I would slightly modify your next sentence, which you just added, to start "Additionally, it should be noted..." and instead of just [23] add reference X [23,X] where X here and above refers to Stoudenmire et al. NeurIPS publication of the preprint. It's noteworthy that they were asked to remove mention of the qubit in the NeurIPS paper after their Eq. (3) and instead replaced that text stating the [cos, sin] form of the feature map "is motivated by “spin” vectors encountered in quantum systems". This may have been for a more general audience that includes computer scientists.
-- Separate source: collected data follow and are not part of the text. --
//! User accounts and roles

use std::collections::BTreeMap;
use std::str::FromStr;

use serde::{Deserialize, Serialize};
use serde_json::Value;

use super::{Meta, NameLookup};
use crate::error::{Result, UdbError};

/// Access role granted to a user.
#[derive(Debug, Clone, Copy, PartialEq, Eq, Serialize, Deserialize)]
#[serde(rename_all = "kebab-case")]
pub enum Role {
    Admin,
    DnszoneMgmt,
    SubnetMgmt,
    User,
    Guest,
}

impl Role {
    pub fn as_str(self) -> &'static str {
        match self {
            Role::Admin => "admin",
            Role::DnszoneMgmt => "dnszone-mgmt",
            Role::SubnetMgmt => "subnet-mgmt",
            Role::User => "user",
            Role::Guest => "guest",
        }
    }
}

impl FromStr for Role {
    type Err = UdbError;

    fn from_str(s: &str) -> Result<Self> {
        match s {
            "admin" => Ok(Role::Admin),
            "dnszone-mgmt" => Ok(Role::DnszoneMgmt),
            "subnet-mgmt" => Ok(Role::SubnetMgmt),
            "user" => Ok(Role::User),
            "guest" => Ok(Role::Guest),
            other => Err(UdbError::validation("role", format!("`{other}` is not a valid role"))),
        }
    }
}

/// A user account. The username is unique case-insensitively among
/// non-deleted rows; an empty or absent email never collides. `password`
/// holds a hash (argon2 or legacy SSHA) or nothing for directory-backed
/// accounts.
#[derive(Debug, Clone, Serialize, Deserialize)]
pub struct User {
    #[serde(flatten)]
    pub meta: Meta,
    pub username: String,
    #[serde(skip_serializing)]
    pub password: Option<String>,
    #[serde(default)]
    pub fullname: String,
    pub email: Option<String>,
    pub role: Role,
}

impl User {
    pub fn new(username: impl Into<String>) -> Self {
        let username: String = username.into();
        Self {
            meta: Meta::default(),
            username: username.trim().to_string(),
            password: None,
            fullname: String::new(),
            email: None,
            role: Role::User,
        }
    }

    pub fn with_role(mut self, role: Role) -> Self {
        self.role = role;
        self
    }

    pub fn summary(&self) -> String {
        if self.fullname.is_empty() {
            self.username.clone()
        } else {
            self.fullname.clone()
        }
    }

    pub fn validate(&self) -> Result<()> {
        if self.username.trim().is_empty() {
            return Err(UdbError::validation("username", "username cannot be empty"));
        }
        if let Some(email) = &self.email {
            if !email.is_empty() && !email.contains('@') {
                return Err(UdbError::validation("email", "expected a valid email address"));
            }
        }
        Ok(())
    }

    pub fn audit_fields(&self, _names: &dyn NameLookup) -> BTreeMap<String, Value> {
        let mut fields = BTreeMap::new();
        fields.insert("username".into(), Value::String(self.username.clone()));
        fields.insert("fullname".into(), Value::String(self.fullname.clone()));
        fields.insert(
            "email".into(),
            self.email.clone().map(Value::String).unwrap_or(Value::Null),
        );
        fields.insert("role".into(), Value::String(self.role.as_str().to_string()));
        // The password hash never appears in audit entries.
        fields
    }
}

#[cfg(test)]
mod tests {
    use super::*;

    #[test]
    fn test_role_round_trip() {
        for role in [Role::Admin, Role::DnszoneMgmt, Role::SubnetMgmt, Role::User, Role::Guest] {
            assert_eq!(role.as_str().parse::<Role>().unwrap(), role);
        }
        assert!("root".parse::<Role>().is_err());
    }

    #[test]
    fn test_username_required() {
        assert!(User::new("admin").validate().is_ok());
        assert!(User::new(" ").validate().is_err());
    }

    #[test]
    fn test_empty_email_is_valid() {
        let mut user = User::new("user1");
        user.email = Some(String::new());
        assert!(user.validate().is_ok());
        user.email = Some("nonsense".into());
        assert!(user.validate().is_err());
    }

    #[test]
    fn test_summary_prefers_fullname() {
        let mut user = User::new("jdoe");
        assert_eq!(user.summary(), "jdoe");
        user.fullname = "Jane Doe".into();
        assert_eq!(user.summary(), "Jane Doe");
    }

    #[test]
    fn test_password_hash_not_audited() {
        let mut user = User::new("jdoe");
        user.password = Some("$argon2id$...".into());
        let fields = user.audit_fields(&crate::model::NoLookup);
        assert!(!fields.contains_key("password"));
    }
}
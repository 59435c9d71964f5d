//! Builtin rule catalogue
//!
//! Seeded into the rule table at boot and re-synced on every start, so the
//! statements always match the running schema. Enforced rules carry the
//! relational invariants of the DNS/DHCP model; soft rules surface
//! operational smells without blocking commits.

use crate::model::{Kind, Severity};

/// Declaration of one builtin rule.
pub struct BuiltinRule {
    pub name: &'static str,
    pub model: Kind,
    pub severity: Severity,
    pub field: &'static str,
    pub description: &'static str,
    pub statement: String,
}

const DNS_LABEL: &str = "d.name || ' = ' || d.value || ' (' || d.type || ')'";

/// The full catalogue, in seed order.
pub fn builtin_rules() -> Vec<BuiltinRule> {
    vec![
        BuiltinRule {
            name: "dns_record_without_zone",
            model: Kind::DnsRecord,
            severity: Severity::Enforced,
            field: "name",
            description: "Hostname must be defined within a valid DNS Zone.",
            statement: concat_statement(&format!(
                "SELECT d.id AS id, {DNS_LABEL} AS label
                 FROM dnsrecord d
                 WHERE d.type NOT IN ('PTR', 'SOA') AND d.status = 2
                   AND NOT EXISTS (
                     SELECT 1 FROM dnszone z
                     WHERE z.status = 2
                       AND (d.name = z.name OR d.name LIKE '%.' || z.name))"
            )),
        },
        BuiltinRule {
            name: "dns_ptr_without_zone",
            model: Kind::DnsRecord,
            severity: Severity::Enforced,
            field: "value",
            description: "PTR target must be defined within a valid DNS Zone.",
            statement: concat_statement(&format!(
                "SELECT d.id AS id, {DNS_LABEL} AS label
                 FROM dnsrecord d
                 WHERE d.type = 'PTR' AND d.status = 2
                   AND NOT EXISTS (
                     SELECT 1 FROM dnszone z
                     WHERE z.status = 2
                       AND (d.value = z.name OR d.value LIKE '%.' || z.name))"
            )),
        },
        BuiltinRule {
            name: "dns_soa_without_zone",
            model: Kind::DnsRecord,
            severity: Severity::Enforced,
            field: "name",
            description: "SOA record must be defined on a DNS Zone.",
            statement: concat_statement(&format!(
                "SELECT d.id AS id, {DNS_LABEL} AS label
                 FROM dnsrecord d
                 WHERE d.type = 'SOA' AND d.status = 2
                   AND NOT EXISTS (
                     SELECT 1 FROM dnszone z WHERE z.status = 2 AND z.name = d.name)"
            )),
        },
        BuiltinRule {
            name: "dns_cname_not_unique",
            model: Kind::DnsRecord,
            severity: Severity::Enforced,
            field: "name",
            description: "You cannot define other record types when an alias for a canonical name (CNAME) is defined.",
            statement: concat_statement(&format!(
                "SELECT DISTINCT d.id AS id, {DNS_LABEL} AS label
                 FROM dnsrecord d
                 JOIN dnsrecord o ON lower(o.name) = lower(d.name) AND o.id != d.id
                 WHERE ((d.type = 'CNAME' AND o.type != 'CNAME')
                        OR (d.type != 'CNAME' AND o.type = 'CNAME'))
                   AND d.status = 2 AND o.status = 2"
            )),
        },
        BuiltinRule {
            name: "dns_fwd_outside_zone_subnets",
            model: Kind::DnsRecord,
            severity: Severity::Enforced,
            field: "value",
            description: "IP address must be defined within an allowed subnet of the DNS Zone.",
            statement: concat_statement(&format!(
                "SELECT d.id AS id, {DNS_LABEL} AS label
                 FROM dnsrecord d
                 WHERE d.type IN ('A', 'AAAA') AND d.status = 2
                   AND NOT EXISTS (
                     SELECT 1 FROM dnszone z
                     JOIN dnszone_subnet zs ON zs.dnszone_id = z.id
                     JOIN subnet s ON s.id = zs.subnet_id
                     JOIN subnet_range r ON r.subnet_id = s.id
                     WHERE (d.name = z.name OR d.name LIKE '%.' || z.name)
                       AND z.status = 2 AND s.status = 2
                       AND subnet_of_or_equals(d.generated_ip, r.range))"
            )),
        },
        BuiltinRule {
            name: "dns_ptr_without_forward",
            model: Kind::DnsRecord,
            severity: Severity::Soft,
            field: "value",
            description: "PTR record should have a corresponding forward record with the same hostname and IP address.",
            statement: concat_statement(&format!(
                "SELECT d.id AS id, {DNS_LABEL} AS label
                 FROM dnsrecord d
                 WHERE d.type = 'PTR' AND d.status = 2
                   AND NOT EXISTS (
                     SELECT 1 FROM dnsrecord f
                     WHERE f.status = 2 AND f.type IN ('A', 'AAAA')
                       AND f.generated_ip = d.generated_ip
                       AND lower(f.name) = lower(d.value))"
            )),
        },
        BuiltinRule {
            name: "dns_cname_on_zone",
            model: Kind::DnsRecord,
            severity: Severity::Soft,
            field: "name",
            description: "An alias for the canonical name (CNAME) should not be defined on a DNS Zone.",
            statement: concat_statement(&format!(
                "SELECT d.id AS id, {DNS_LABEL} AS label
                 FROM dnsrecord d
                 JOIN dnszone z ON z.name = d.name AND z.status = 2
                 WHERE d.type = 'CNAME' AND d.status = 2"
            )),
        },
        BuiltinRule {
            name: "dhcp_outside_dhcp_subnet",
            model: Kind::DhcpRecord,
            severity: Severity::Soft,
            field: "ip",
            description: "The IP address is not within any DHCP-enabled subnet.",
            statement: concat_statement(
                "SELECT h.id AS id, h.ip || ' (' || h.mac || ')' AS label
                 FROM dhcprecord h
                 WHERE h.status = 2
                   AND NOT EXISTS (
                     SELECT 1 FROM subnet s
                     JOIN subnet_range r ON r.subnet_id = s.id
                     WHERE s.dhcp = 1 AND s.status = 2
                       AND subnet_of_or_equals(h.ip, r.range))",
            ),
        },
        BuiltinRule {
            name: "dhcp_duplicate_ip",
            model: Kind::DhcpRecord,
            severity: Severity::Soft,
            field: "ip",
            description: "Multiple DHCP reservations exist for the same IP address.",
            statement: concat_statement(
                "SELECT DISTINCT h.id AS id, h.ip || ' (' || h.mac || ')' AS label
                 FROM dhcprecord h
                 JOIN dhcprecord o ON o.ip = h.ip AND o.id != h.id
                 WHERE h.status = 2 AND o.status = 2",
            ),
        },
    ]
}

/// Collapse the indented source formatting into a single-line statement so
/// the stored text stays readable in the rule table.
fn concat_statement(statement: &str) -> String {
    statement.split_whitespace().collect::<Vec<_>>().join(" ")
}
//! DNS and DHCP records plus the synthesised IP / MAC aggregate rows

use std::collections::BTreeMap;
use std::fmt;
use std::net::{IpAddr, Ipv4Addr, Ipv6Addr};
use std::str::FromStr;

use serde::{Deserialize, Serialize};
use serde_json::Value;

use super::network::is_domain_name;
use super::{Meta, NameLookup};
use crate::error::{Result, UdbError};
use crate::net::Mac;

/// Closed set of supported DNS record types.
#[derive(Debug, Clone, Copy, PartialEq, Eq, Hash, Serialize, Deserialize)]
pub enum RecordType {
    A,
    #[serde(rename = "AAAA")]
    Aaaa,
    #[serde(rename = "PTR")]
    Ptr,
    #[serde(rename = "CNAME")]
    Cname,
    #[serde(rename = "NS")]
    Ns,
    #[serde(rename = "MX")]
    Mx,
    #[serde(rename = "TXT")]
    Txt,
    #[serde(rename = "SOA")]
    Soa,
    #[serde(rename = "SRV")]
    Srv,
    #[serde(rename = "CAA")]
    Caa,
}

impl RecordType {
    pub const ALL: [RecordType; 10] = [
        RecordType::A,
        RecordType::Aaaa,
        RecordType::Ptr,
        RecordType::Cname,
        RecordType::Ns,
        RecordType::Mx,
        RecordType::Txt,
        RecordType::Soa,
        RecordType::Srv,
        RecordType::Caa,
    ];

    pub fn as_str(self) -> &'static str {
        match self {
            RecordType::A => "A",
            RecordType::Aaaa => "AAAA",
            RecordType::Ptr => "PTR",
            RecordType::Cname => "CNAME",
            RecordType::Ns => "NS",
            RecordType::Mx => "MX",
            RecordType::Txt => "TXT",
            RecordType::Soa => "SOA",
            RecordType::Srv => "SRV",
            RecordType::Caa => "CAA",
        }
    }
}

impl FromStr for RecordType {
    type Err = UdbError;

    fn from_str(s: &str) -> Result<Self> {
        RecordType::ALL
            .iter()
            .find(|t| t.as_str().eq_ignore_ascii_case(s))
            .copied()
            .ok_or_else(|| UdbError::validation("type", format!("`{s}` is not a supported record type")))
    }
}

impl fmt::Display for RecordType {
    fn fmt(&self, f: &mut fmt::Formatter<'_>) -> fmt::Result {
        f.write_str(self.as_str())
    }
}

/// A DNS record. Names are stored lowercase; A/AAAA/PTR records expose the
/// address they describe through [`DnsRecord::ip_value`].
#[derive(Debug, Clone, Serialize, Deserialize)]
pub struct DnsRecord {
    #[serde(flatten)]
    pub meta: Meta,
    pub name: String,
    #[serde(rename = "type")]
    pub rtype: RecordType,
    pub ttl: i64,
    pub value: String,
}

impl DnsRecord {
    pub fn new(name: impl Into<String>, rtype: RecordType, value: impl Into<String>) -> Self {
        let name: String = name.into();
        let value: String = value.into();
        Self {
            meta: Meta::default(),
            name: name.trim().to_lowercase(),
            rtype,
            ttl: 3600,
            value: value.trim().to_string(),
        }
    }

    pub fn summary(&self) -> String {
        format!("{} = {} ({})", self.name, self.value, self.rtype)
    }

    /// The hostname this record names. For PTR records that is the value.
    pub fn hostname(&self) -> &str {
        match self.rtype {
            RecordType::Ptr => &self.value,
            _ => &self.name,
        }
    }

    /// The IP address described by an A, AAAA or PTR record.
    pub fn ip_value(&self) -> Option<IpAddr> {
        match self.rtype {
            RecordType::A => self.value.parse::<Ipv4Addr>().ok().map(IpAddr::V4),
            RecordType::Aaaa => self.value.parse::<Ipv6Addr>().ok().map(IpAddr::V6),
            RecordType::Ptr => parse_reverse_ipv4(&self.name).or_else(|| parse_reverse_ipv6(&self.name)),
            _ => None,
        }
    }

    pub fn validate(&self) -> Result<()> {
        if !is_domain_name(self.hostname()) {
            let field = if self.rtype == RecordType::Ptr { "value" } else { "name" };
            return Err(UdbError::validation(field, "expected a valid FQDN"));
        }
        if self.value.is_empty() {
            return Err(UdbError::validation("value", "value must not be empty"));
        }
        if self.ttl <= 0 {
            return Err(UdbError::validation("ttl", "TTL must be positive"));
        }
        match self.rtype {
            RecordType::A => {
                if self.ip_value().is_none() {
                    return Err(UdbError::validation("value", "value must be a valid IPv4 address"));
                }
            }
            RecordType::Aaaa => {
                if self.ip_value().is_none() {
                    return Err(UdbError::validation("value", "value must be a valid IPv6 address"));
                }
            }
            RecordType::Ptr => {
                if self.ip_value().is_none() {
                    return Err(UdbError::validation(
                        "name",
                        "PTR records must end with `.in-addr.arpa` or `.ip6.arpa` \
                         and define a valid IPv4 or IPv6 address",
                    ));
                }
            }
            RecordType::Cname | RecordType::Ns => {
                if !is_domain_name(self.value.trim_end_matches('.')) {
                    return Err(UdbError::validation("value", "value must be a valid domain name"));
                }
            }
            _ => {}
        }
        Ok(())
    }

    pub fn audit_fields(&self, _names: &dyn NameLookup) -> BTreeMap<String, Value> {
        let mut fields = BTreeMap::new();
        fields.insert("name".into(), Value::String(self.name.clone()));
        fields.insert("type".into(), Value::String(self.rtype.to_string()));
        fields.insert("ttl".into(), Value::from(self.ttl));
        fields.insert("value".into(), Value::String(self.value.clone()));
        fields
    }
}

/// A DHCP reservation binding an IP address to a MAC address.
#[derive(Debug, Clone, Serialize, Deserialize)]
pub struct DhcpRecord {
    #[serde(flatten)]
    pub meta: Meta,
    pub ip: IpAddr,
    pub mac: Mac,
}

impl DhcpRecord {
    pub fn new(ip: IpAddr, mac: Mac) -> Self {
        Self {
            meta: Meta::default(),
            ip,
            mac,
        }
    }

    pub fn summary(&self) -> String {
        format!("{} ({})", self.ip, self.mac)
    }

    pub fn validate(&self) -> Result<()> {
        Ok(())
    }

    pub fn audit_fields(&self, _names: &dyn NameLookup) -> BTreeMap<String, Value> {
        let mut fields = BTreeMap::new();
        fields.insert("ip".into(), Value::String(self.ip.to_string()));
        fields.insert("mac".into(), Value::String(self.mac.to_string()));
        fields
    }
}

/// Aggregate row for an IP address. Synthesised on first reference by any DNS
/// or DHCP record and never removed; carries notes and an owner of its own.
#[derive(Debug, Clone, Serialize, Deserialize)]
pub struct IpRow {
    #[serde(flatten)]
    pub meta: Meta,
    pub ip: IpAddr,
}

impl IpRow {
    pub fn new(ip: IpAddr) -> Self {
        Self {
            meta: Meta::default(),
            ip,
        }
    }

    pub fn summary(&self) -> String {
        self.ip.to_string()
    }

    pub fn validate(&self) -> Result<()> {
        Ok(())
    }

    /// Reverse DNS pointer name for this address.
    pub fn reverse_pointer(&self) -> String {
        reverse_pointer(&self.ip)
    }

    pub fn audit_fields(&self, _names: &dyn NameLookup) -> BTreeMap<String, Value> {
        let mut fields = BTreeMap::new();
        fields.insert("ip".into(), Value::String(self.ip.to_string()));
        fields
    }
}

/// Aggregate row for a MAC address, same lifecycle as [`IpRow`].
#[derive(Debug, Clone, Serialize, Deserialize)]
pub struct MacRow {
    #[serde(flatten)]
    pub meta: Meta,
    pub mac: Mac,
}

impl MacRow {
    pub fn new(mac: Mac) -> Self {
        Self {
            meta: Meta::default(),
            mac,
        }
    }

    pub fn summary(&self) -> String {
        self.mac.to_string()
    }

    pub fn validate(&self) -> Result<()> {
        Ok(())
    }

    pub fn audit_fields(&self, _names: &dyn NameLookup) -> BTreeMap<String, Value> {
        let mut fields = BTreeMap::new();
        fields.insert("mac".into(), Value::String(self.mac.to_string()));
        fields
    }
}

/// Reverse PTR name for any address, e.g. `4.3.2.1.in-addr.arpa`.
pub fn reverse_pointer(ip: &IpAddr) -> String {
    match ip {
        IpAddr::V4(v4) => {
            let o = v4.octets();
            format!("{}.{}.{}.{}.in-addr.arpa", o[3], o[2], o[1], o[0])
        }
        IpAddr::V6(v6) => {
            let mut nibbles = Vec::with_capacity(32);
            for octet in v6.octets().iter().rev() {
                nibbles.push(format!("{:x}", octet & 0xf));
                nibbles.push(format!("{:x}", octet >> 4));
            }
            format!("{}.ip6.arpa", nibbles.join("."))
        }
    }
}

/// Decode a reverse IPv4 name (`16.155.10.in-addr.arpa`) back into the
/// address it describes. Partial names resolve against a zero-filled address.
fn parse_reverse_ipv4(name: &str) -> Option<IpAddr> {
    let prefix = name.strip_suffix(".in-addr.arpa")?;
    let groups: Vec<&str> = prefix.split('.').collect();
    if groups.is_empty() || groups.len() > 4 {
        return None;
    }
    let mut octets = [0u8; 4];
    for (i, part) in groups.iter().rev().enumerate() {
        octets[i] = part.parse::<u8>().ok()?;
    }
    Some(IpAddr::V4(Ipv4Addr::from(octets)))
}

/// Decode a full reverse IPv6 name (32 nibble labels under `.ip6.arpa`).
fn parse_reverse_ipv6(name: &str) -> Option<IpAddr> {
    let prefix = name.strip_suffix(".ip6.arpa")?;
    let groups: Vec<&str> = prefix.split('.').collect();
    if groups.len() != 32 {
        return None;
    }
    let mut octets = [0u8; 16];
    for (i, part) in groups.iter().rev().enumerate() {
        if part.len() != 1 {
            return None;
        }
        let nibble = u8::from_str_radix(part, 16).ok()?;
        if i % 2 == 0 {
            octets[i / 2] = nibble << 4;
        } else {
            octets[i / 2] |= nibble;
        }
    }
    Some(IpAddr::V6(Ipv6Addr::from(octets)))
}

#[cfg(test)]
mod tests {
    use super::*;

    #[test]
    fn test_record_type_round_trip() {
        for t in RecordType::ALL {
            assert_eq!(t.as_str().parse::<RecordType>().unwrap(), t);
        }
        assert!("SPF".parse::<RecordType>().is_err());
    }

    #[test]
    fn test_a_record_requires_ipv4() {
        assert!(DnsRecord::new("foo.bfh.ch", RecordType::A, "147.87.250.3")
            .validate()
            .is_ok());
        assert!(DnsRecord::new("foo.bfh.ch", RecordType::A, "2001:db8::1")
            .validate()
            .is_err());
        assert!(DnsRecord::new("foo.bfh.ch", RecordType::A, "not-an-ip")
            .validate()
            .is_err());
    }

    #[test]
    fn test_aaaa_record_requires_ipv6() {
        assert!(DnsRecord::new("foo.bfh.ch", RecordType::Aaaa, "2001:db8::1")
            .validate()
            .is_ok());
        assert!(DnsRecord::new("foo.bfh.ch", RecordType::Aaaa, "147.87.250.3")
            .validate()
            .is_err());
    }

    #[test]
    fn test_ptr_record_name_must_be_reverse() {
        let ptr = DnsRecord::new("3.250.87.147.in-addr.arpa", RecordType::Ptr, "foo.bfh.ch");
        assert!(ptr.validate().is_ok());
        assert_eq!(ptr.ip_value(), Some("147.87.250.3".parse().unwrap()));

        let bad = DnsRecord::new("foo.bfh.ch", RecordType::Ptr, "bar.bfh.ch");
        assert!(bad.validate().is_err());
    }

    #[test]
    fn test_ptr_ipv6_round_trip() {
        let addr: IpAddr = "2001:db8::567:89ab".parse().unwrap();
        let name = reverse_pointer(&addr);
        assert!(name.ends_with(".ip6.arpa"));
        let ptr = DnsRecord::new(&name, RecordType::Ptr, "foo.bfh.ch");
        assert_eq!(ptr.ip_value(), Some(addr));
    }

    #[test]
    fn test_record_summary_format() {
        let record = DnsRecord::new("foo.bfh.ch", RecordType::A, "147.87.250.3");
        assert_eq!(record.summary(), "foo.bfh.ch = 147.87.250.3 (A)");
    }

    #[test]
    fn test_record_name_lowercased() {
        let record = DnsRecord::new("Foo.BFH.ch", RecordType::A, "147.87.250.3");
        assert_eq!(record.name, "foo.bfh.ch");
    }

    #[test]
    fn test_cname_value_must_be_domain() {
        assert!(DnsRecord::new("bar.bfh.ch", RecordType::Cname, "www.bar.bfh.ch")
            .validate()
            .is_ok());
        assert!(DnsRecord::new("bar.bfh.ch", RecordType::Cname, "not valid!")
            .validate()
            .is_err());
    }

    #[test]
    fn test_dhcp_summary() {
        let record = DhcpRecord::new(
            "1.2.3.4".parse().unwrap(),
            Mac::parse("02:42:d7:e4:aa:59").unwrap(),
        );
        assert_eq!(record.summary(), "1.2.3.4 (02:42:d7:e4:aa:59)");
    }

    #[test]
    fn test_reverse_pointer_ipv4() {
        assert_eq!(
            reverse_pointer(&"147.87.250.3".parse().unwrap()),
            "3.250.87.147.in-addr.arpa"
        );
    }
}
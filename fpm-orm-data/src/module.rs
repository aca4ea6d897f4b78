//! Named-operation dispatch for hosts that drive the data layer with
//! loosely typed parameters.
//!
//! | Operation | Result |
//! |-----------|--------|
//! | `find` | array of rows |
//! | `findAndCount` | `{"count": n, "rows": [...]}` |
//! | `count` | number |
//! | `first` / `get` | object, `{}` when nothing matches |
//! | `remove` / `clear` | affected rows |
//! | `create` | `{"id": n}` |
//! | `update` | affected rows |

use std::fmt;
use std::str::FromStr;

use serde_json::json;

use crate::entity::{json_kind, EntityValue};
use crate::error::{DataError, DataResult};
use crate::repository::Database;
use crate::request::QueryRequest;
use crate::value::{FieldMap, GenericRow};

#[derive(Debug, Clone, Copy, PartialEq, Eq)]
pub enum Operation {
    Find,
    FindAndCount,
    Count,
    First,
    Get,
    Remove,
    Clear,
    Create,
    Update,
}

impl Operation {
    pub const ALL: [Operation; 9] = [
        Operation::Find,
        Operation::FindAndCount,
        Operation::Count,
        Operation::First,
        Operation::Get,
        Operation::Remove,
        Operation::Clear,
        Operation::Create,
        Operation::Update,
    ];

    pub fn name(self) -> &'static str {
        match self {
            Operation::Find => "find",
            Operation::FindAndCount => "findAndCount",
            Operation::Count => "count",
            Operation::First => "first",
            Operation::Get => "get",
            Operation::Remove => "remove",
            Operation::Clear => "clear",
            Operation::Create => "create",
            Operation::Update => "update",
        }
    }
}

impl fmt::Display for Operation {
    fn fmt(&self, f: &mut fmt::Formatter<'_>) -> fmt::Result {
        f.write_str(self.name())
    }
}

impl FromStr for Operation {
    type Err = DataError;

    fn from_str(s: &str) -> Result<Self, Self::Err> {
        Operation::ALL
            .into_iter()
            .find(|op| op.name() == s)
            .ok_or_else(|| DataError::Validation(format!("unknown operation: {s}")))
    }
}

/// Exposes a [`Database`] through the named operations.
#[derive(Debug, Clone)]
pub struct OrmModule<D> {
    db: D,
}

impl<D: Database> OrmModule<D> {
    pub fn new(db: D) -> Self {
        Self { db }
    }

    pub fn database(&self) -> &D {
        &self.db
    }

    /// The operation names a host should register.
    pub fn names() -> Vec<&'static str> {
        Operation::ALL.iter().map(|op| op.name()).collect()
    }

    /// Parse `op` and run it with `params`.
    pub async fn execute(&self, op: &str, params: serde_json::Value) -> DataResult<serde_json::Value> {
        let op: Operation = op.parse()?;
        let request = QueryRequest::from_params(params)?;
        self.dispatch(op, &request).await
    }

    pub async fn dispatch(&self, op: Operation, request: &QueryRequest) -> DataResult<serde_json::Value> {
        tracing::debug!(operation = %op, table = %request.table, "Dispatching data operation");
        let query = request.to_query(self.db.dialect())?;
        match op {
            Operation::Find => {
                let rows = self.db.find_object(&query).await?;
                Ok(rows_to_json(rows))
            }
            Operation::FindAndCount => {
                let page = self.db.find_and_count_object(&query).await?;
                Ok(json!({"count": page.count, "rows": rows_to_json(page.rows)}))
            }
            Operation::Count => Ok(json!(self.db.count(query.base()).await?)),
            Operation::Get if request.id.as_ref().map_or(true, |id| id.is_null()) => {
                Err(DataError::validation("get requires an id"))
            }
            Operation::First | Operation::Get => {
                let row = self.db.first_object(&query).await?;
                Ok(row.map(|r| r.to_json()).unwrap_or_else(|| json!({})))
            }
            Operation::Remove => {
                if !request.has_predicate() {
                    return Err(DataError::validation(
                        "remove requires a condition or an id; use clear to remove every row",
                    ));
                }
                Ok(json!(self.db.remove(query.base()).await?))
            }
            Operation::Clear => Ok(json!(self.db.remove(query.base()).await?)),
            Operation::Create => {
                let row = request
                    .row
                    .clone()
                    .ok_or_else(|| DataError::validation("create requires a row"))?;
                let entity = EntityValue::from_json(row)?;
                let id = self.db.create(query.base(), entity).await?;
                Ok(json!({ "id": id }))
            }
            Operation::Update => {
                let fields = match request.row.clone() {
                    Some(serde_json::Value::Object(object)) => FieldMap::from_json_object(object),
                    Some(other) => return Err(DataError::UnknownDataType(json_kind(&other).to_string())),
                    None => return Err(DataError::validation("update requires a row")),
                };
                Ok(json!(self.db.updates(query.base(), &fields).await?))
            }
        }
    }
}

fn rows_to_json(rows: Vec<GenericRow>) -> serde_json::Value {
    serde_json::Value::Array(rows.iter().map(GenericRow::to_json).collect())
}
The important point is you should make clear that you're comparing what appears to be a complex quantum state written in terms of kets to simple label vectors in the cost function Eq. (4) and that a further operation is needed to make that explicit. The text I've added attempts to resolve this. For convenience, the BibTeX reference [X] is pasted below:
@inproceedings{NIPS2016_5314b967,
author = {Stoudenmire, Edwin and Schwab, David J},
booktitle = {Advances in Neural Information Processing Systems},
editor = {D. Lee and M. Sugiyama and U. Luxburg and I. Guyon and R. Garnett},
pages = {},
publisher = {Curran Associates, Inc.},
title = {Supervised Learning with Tensor Networks},
url = {https://proceedings.neurips.cc/paper_files/paper/2016/file/5314b9674c86e3f9d1ba25ef9bb32895-Paper.pdf},
volume = {29},
year = {2016}
}
Author Response
We sincerely thank the referee for the suggested paragraph, which is inserted in the final version of the paper. We appreciate the additional reference, which is included as well.
Round 5
Reviewer 1 Report
Comments and Suggestions for AuthorsThe authors have addressed all my concerns.